Preparation, characterization, and anti-4T1-tumor efficacy of quercetin nanoparticles / 中草药

ABSTRACT

Objective In order to solve the problem of poor water solubility of quercetin, quercetin nanosuspensions (Q-NSps) with high drug loading and suitable for intravenous administration was prepared, and study its anti-tumor effect in vitro and in vivo. Methods Quercetin was made into nanoparticles (Q-NSps) via the method of anti-solvent precipitation combined with high-pressure homogenization using polyethylene glycol 1 000 vitamin E succinate (TPGS) as stabilizer. The particle size of the resultant nanoparticles was measured by dynamic light scattering and the morphology was observed by scanning electron microscopy. The drug loading and the in vitro drug release were measured using HPLC analysis. In the meantime, the lyoprotectants were screened, the storage stability, hemolysis, and the suitability for intravenous injection were also studied; The in vitro anti-tumor activity of quercetin and its nanoparticles were assessed in contrast using MTT assay and the in vivo anti-tumor therapeutic efficacy was investigated using 4T1 tumor bearing mice. Results Q-NSps had uniform size and spherical shape, the average particle size was 143.9 nm, the polydispersity index (PDI) was 0.231, and the Zeta potential was -22.6 mV. The drug loading content was (45.82 ± 1.73) %. Using 1% maltose as lyoprotectant, Q-NSps could be lyophilized and then reconstituted into nanoparticles of the similar size. Q-NSps were stable for 30 d at storage, showed no hemolysis, and were suitable to intravenous administration.

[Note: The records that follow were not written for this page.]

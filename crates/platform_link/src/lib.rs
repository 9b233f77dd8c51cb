//! Contract of the external session library that speaks the platform protocol.
//!
//! The library owns the handshake, encryption and framing. This crate only
//! describes what the orchestrator needs from it.

use std::{fmt, path::PathBuf, sync::Arc};

use async_trait::async_trait;
use shared::domain::{Jid, PhoneNumber};
use storage::CredentialBlob;
use tokio::sync::mpsc;

pub mod fake;

/// Why the library closed a session.
#[derive(Debug, Clone, Copy, PartialEq, Eq, Hash)]
pub enum CloseReasonCode {
    /// The platform actively rejected the connection attempt.
    PlatformBlocked,
    /// The remote side revoked the linked device.
    LoggedOut,
    /// Protocol-mandated restart, expected once after the first pairing.
    RestartRequired,
    /// Another client took over the session slot.
    Conflict,
    Timeout,
    Unknown(Option<u16>),
}

impl CloseReasonCode {
    pub fn from_status_code(code: u16) -> Self {
        match code {
            401 => Self::LoggedOut,
            403 | 405 => Self::PlatformBlocked,
            408 => Self::Timeout,
            440 => Self::Conflict,
            515 => Self::RestartRequired,
            other => Self::Unknown(Some(other)),
        }
    }

    pub fn as_str(&self) -> &'static str {
        match self {
            Self::PlatformBlocked => "platform_blocked",
            Self::LoggedOut => "logged_out",
            Self::RestartRequired => "restart_required",
            Self::Conflict => "conflict",
            Self::Timeout => "timeout",
            Self::Unknown(_) => "unknown",
        }
    }
}

impl fmt::Display for CloseReasonCode {
    fn fmt(&self, f: &mut fmt::Formatter<'_>) -> fmt::Result {
        match self {
            Self::Unknown(Some(code)) => write!(f, "unknown({code})"),
            other => f.write_str(other.as_str()),
        }
    }
}

#[derive(Debug, Clone, PartialEq, Eq)]
pub enum LifecycleEvent {
    Connecting,
    /// The platform wants this device linked. May repeat while the library retries.
    PairingChallenge {
        qr_payload: Option<String>,
    },
    Open {
        identity: String,
    },
    /// Initial history/app-state sync finished.
    SyncComplete,
    CredentialsUpdated(CredentialBlob),
    Closed {
        reason: CloseReasonCode,
        message: Option<String>,
    },
}

#[derive(Debug, Clone, PartialEq, Eq)]
pub struct SessionOpenRequest {
    pub session_dir: PathBuf,
    pub credentials: Option<CredentialBlob>,
}

#[derive(Debug, Clone, PartialEq, Eq)]
pub enum OutboundPayload {
    Text(String),
    Binary {
        data: Vec<u8>,
        mime_type: Option<String>,
    },
}

#[async_trait]
pub trait SessionHandle: Send + Sync {
    async fn request_pairing_code(&self, phone: &PhoneNumber) -> anyhow::Result<String>;
    async fn send(&self, jid: &Jid, payload: OutboundPayload) -> anyhow::Result<()>;
    /// Unlinks the device on the remote side, then closes.
    async fn logout(&self) -> anyhow::Result<()>;
    /// Closes the connection and keeps the device linked.
    async fn end(&self) -> anyhow::Result<()>;
}

/// A freshly opened session. Events are buffered from the moment of opening.
pub struct OpenedSession {
    pub handle: Arc<dyn SessionHandle>,
    pub events: mpsc::UnboundedReceiver<LifecycleEvent>,
}

#[async_trait]
pub trait SessionLibrary: Send + Sync {
    async fn open(&self, request: SessionOpenRequest) -> anyhow::Result<OpenedSession>;
}

#[cfg(test)]
mod tests {
    use super::*;

    #[test]
    fn maps_platform_status_codes() {
        assert_eq!(
            CloseReasonCode::from_status_code(401),
            CloseReasonCode::LoggedOut
        );
        assert_eq!(
            CloseReasonCode::from_status_code(403),
            CloseReasonCode::PlatformBlocked
        );
        assert_eq!(
            CloseReasonCode::from_status_code(405),
            CloseReasonCode::PlatformBlocked
        );
        assert_eq!(
            CloseReasonCode::from_status_code(408),
            CloseReasonCode::Timeout
        );
        assert_eq!(
            CloseReasonCode::from_status_code(440),
            CloseReasonCode::Conflict
        );
        assert_eq!(
            CloseReasonCode::from_status_code(515),
            CloseReasonCode::RestartRequired
        );
        assert_eq!(
            CloseReasonCode::from_status_code(500),
            CloseReasonCode::Unknown(Some(500))
        );
        assert_eq!(CloseReasonCode::Unknown(Some(500)).to_string(), "unknown(500)");
    }
}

The resultant nanosuspensions displayed a good sustained in vitro release, and the cumulative release reaching 82.86% at 144 h. Q-NSps showed significantly higher growth inhibition against 4T1, HeLa, and HepG2 cell lines. The in vivo study demonstrated that Q-NSps (45 mg/kg, iv) had the similar antitumor therapeutic efficacy as paclitaxel injections (56.78% vs 55.08%, P > 0.05). Conclusion The obtained Q-NSps had small particle size, good stability, and significantly improved anti-tumor effect of quercetin in vitro and in vivo, so Q-NSps are promising to be a antitumor drug for application in clinic.